新規上場株

新規上場株とは、企業が新規に証券取引所に株式公開をする際に売り出される株になり、新規公開株やIPO(Initial Public Offering)と呼ばれることもあります。

株が新規上場株と呼ばれるためには、新しく初めて証券取引所に株が上場される企業であることが条件で、以前に上場公開していた株が上場を取りやめ、再び上場されてきた場合にはこの条件に当てはまらないために、新規上場株とはならないことに注意が必要です。

新規上場株は、上場される前は未公開株となっていますので、その公開と売り出しがされる直前に、公募株や売り出し株として広く販売されることになっており、証券会社などを通じてわたしたち一般の投資家であっても購入することが可能です。

特に何もなければ、通常の株と同様に購入することが可能ですが、多くの場合にはこの新規上場株には人気が集まりますので、抽選での販売になることがほとんどであり、当選することによって、あらかじめ定められている公募価格にて購入することができます。

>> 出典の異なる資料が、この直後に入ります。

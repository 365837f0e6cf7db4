// This Source Code Form is subject to the terms of the Mozilla Public
// License, v. 2.0. If a copy of the MPL was not distributed with this
// file, You can obtain one at http://mozilla.org/MPL/2.0/.

/*!
`svgscope` scopes the embedded styles of an [SVG] document.

Stylesheets inside `style` elements are global. When several SVG images are
inlined into one HTML page, a rule from one image will style elements of
all the others. `svgscope` prevents this by renaming classes and IDs used
by stylesheet rules to unique ones, derived from the document content.

```text
<svg>                                   <svg>
  <style>.a { fill: red }</style>         <style>.a-{hash} { fill: red }</style>
  <rect class="a"/>              -->      <rect class="a-{hash}"/>
</svg>                                  </svg>
```

## Rules

- `.class` rules are scoped. The class is renamed in the stylesheet
  and in all `class` attributes of the same `svg` element.
- `#id` rules are kept. All IDs are renamed anyway, as are `href` and `url()`
  references to them.
- All other rules (`*`, `path`, `[attr]`, `@media`, etc.) are removed,
  since they cannot be scoped without changing the selector specificity.
- Only the first token of a selector is scoped. So `.a .b` becomes `.a-{hash} .b`.
  See [`Options::rename_nested_classes`].
- Each `svg` element, including nested ones, is scoped separately.
  When a document has more than one, the scope identifier has an index suffix.
  Classes renamed by a stylesheet are renamed in nested `svg` elements too,
  and references to IDs of other `svg` elements are kept intact.

## Fail-safe

[`scope_styles`] never fails. When an input cannot be parsed,
the original text is returned as is.

[SVG]: https://en.wikipedia.org/wiki/Scalable_Vector_Graphics
*/

#![forbid(unsafe_code)]
#![warn(missing_docs)]
#![warn(missing_debug_implementations)]

use std::borrow::Cow;

mod classes;
pub mod css;
mod error;
mod ids;
mod mapping;
mod options;
mod scope_id;
pub mod svgtree;

pub use crate::error::Error;
pub use crate::mapping::{ClassMapping, IdMapping, NameMap};
pub use crate::options::Options;
pub use crate::scope_id::ScopeId;
pub use crate::svgtree::{Document, NodeId, WriteOptions};

/// Scopes styles of an SVG document.
///
/// Returns the input as is when it's empty, blank or cannot be processed.
/// The reason is logged as a warning.
pub fn scope_styles<'a>(text: &'a str, opt: &Options) -> Cow<'a, str> {
    if text.trim().is_empty() {
        return Cow::Borrowed(text);
    }

    match try_scope_styles(text, opt) {
        Ok(s) => Cow::Owned(s),
        Err(e) => {
            log::warn!("Styles were not scoped cause {}.", e);
            Cow::Borrowed(text)
        }
    }
}

/// Same as [`scope_styles`], but accepts an optional input.
///
/// `None` is returned as is.
pub fn scope_styles_opt<'a>(text: Option<&'a str>, opt: &Options) -> Option<Cow<'a, str>> {
    text.map(|text| scope_styles(text, opt))
}

/// Scopes styles of an SVG document.
///
/// Unlike [`scope_styles`], reports why a document cannot be processed.
pub fn try_scope_styles(text: &str, opt: &Options) -> Result<String, Error> {
    let mut doc = Document::parse_str(text, opt)?;

    let scope = ScopeId::from_data(text.as_bytes());
    let roots = doc.svg_elements();
    let scopes: Vec<ScopeId> = (0..roots.len())
        .map(|idx| {
            if roots.len() > 1 {
                scope.with_index(idx)
            } else {
                scope.clone()
            }
        })
        .collect();

    // References can cross root boundaries, so all IDs are collected first.
    let owned: Vec<Vec<NodeId>> = roots
        .iter()
        .map(|root| ids::owned_elements(&doc, *root))
        .collect();
    let id_maps: Vec<IdMapping> = owned
        .iter()
        .zip(&scopes)
        .map(|(list, scope)| ids::collect_ids(&doc, list, scope))
        .collect();

    let mut class_maps = Vec::with_capacity(roots.len());
    for (idx, list) in owned.iter().enumerate() {
        let id_map = ids::resolve_ids(&doc, &roots, &id_maps, idx);
        let class_map = scope_root(&mut doc, list, &id_map, &scopes[idx], opt);
        class_maps.push(class_map);
    }

    classes::apply_classes(&mut doc, &roots, &class_maps);

    let s = doc.to_string(&WriteOptions {
        use_single_quote: opt.use_single_quote,
    });

    if s.is_empty() {
        return Err(Error::EmptyOutput);
    }

    Ok(s)
}

/// Renames IDs of the root's own elements and rewrites its stylesheets.
///
/// Returns classes renamed by all `style` elements of the root.
fn scope_root(
    doc: &mut Document,
    owned: &[NodeId],
    id_map: &IdMapping,
    scope: &ScopeId,
    opt: &Options,
) -> ClassMapping {
    log::debug!("Scoping an 'svg' element with '{}'.", scope);

    ids::apply_ids(doc, owned, id_map);

    let styles: Vec<NodeId> = owned
        .iter()
        .copied()
        .filter(|id| doc.get(*id).has_local_name("style"))
        .collect();

    let mut class_map = ClassMapping::new();
    for style_id in styles {
        let css = doc.get(style_id).text();
        let res = css::rewrite_stylesheet(&css, id_map, scope, opt);
        if res.text != css {
            doc.set_text(style_id, res.text);
        }

        class_map.extend(&res.classes);
    }

    class_map
}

こうした新規上場株の公開販売の情報などは、証券会社のホームページなどで公開されていますので、購入を考える場合には、そうした情報を確認しておく必要があるでしょう。

この新規上場株に人気が集まるのは、投資家にとっては利益を出しやすいという大きなメリットがあるからになります。

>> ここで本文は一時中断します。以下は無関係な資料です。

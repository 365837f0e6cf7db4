// This Source Code Form is subject to the terms of the Mozilla Public
// License, v. 2.0. If a copy of the MPL was not distributed with this
// file, You can obtain one at http://mozilla.org/MPL/2.0/.

/// List of all errors.
///
/// None of them reach the caller of [`scope_styles`](crate::scope_styles),
/// which falls back to the original markup instead.
#[derive(Debug)]
pub enum Error {
    /// Failed to parse an XML data.
    ParsingFailed(roxmltree::Error),

    /// The input is larger than 10_000_000 bytes.
    ///
    /// Can be lifted via [`Options::allow_huge_files`](crate::Options::allow_huge_files).
    SizeLimitReached,

    /// Elements are nested deeper than allowed.
    ///
    /// 256 levels by default, 384 with
    /// [`Options::allow_huge_files`](crate::Options::allow_huge_files).
    DepthLimitReached,

    /// Serialization produced an empty string.
    EmptyOutput,
}

impl From<roxmltree::Error> for Error {
    fn from(e: roxmltree::Error) -> Self {
        Error::ParsingFailed(e)
    }
}

impl std::fmt::Display for Error {
    fn fmt(&self, f: &mut std::fmt::Formatter) -> std::fmt::Result {
        match *self {
            Error::ParsingFailed(ref e) => {
                write!(f, "SVG data parsing failed cause {}", e)
            }
            Error::SizeLimitReached => {
                write!(f, "the maximum input size has been reached")
            }
            Error::DepthLimitReached => {
                write!(f, "the maximum elements nesting depth has been reached")
            }
            Error::EmptyOutput => {
                write!(f, "the serialized SVG is empty")
            }
        }
    }
}

impl std::error::Error for Error {
    fn source(&self) -> Option<&(dyn std::error::Error + 'static)> {
        match *self {
            Error::ParsingFailed(ref e) => Some(e),
            _ => None,
        }
    }
}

新規上場株の公募価格は、株を発行する企業と売り出しを行う証券会社が決定しますが、その企業の人気や信頼度、同業他社との株価と兼ね合いなどからさんしゅつされた価格の予想よりも、おおよそ2割ほど低く価格を設定して公募価格を決める事が通例となっています。

この事により、新規上場株の公募価格は低めに設定されており、投資家は株を購入しやすくなり、企業側は株を公開したと同時に初値から株価が上がっていくために、企業としての知名度と人気を集め、株が良く買われることになり資金を効率よく集める事が可能になるのです。

こうした事から、新規上場株は初値が公募価格を上回ることがほとんどであり、場合によっては公募価格の数倍の利益が得られることもあるため、こうした新規上場株の銘柄には人気が集まることになります。

また、買った新規上場株の売り出しのタイミングも、初値が付いた直後に売っても充分に利益が出るために、難しい取引や相場予測などをする必要がなく、新規上場株を公募価格で購入し、公開直後の初値で売るだけで済むので、こうした面も人気の理由となっています。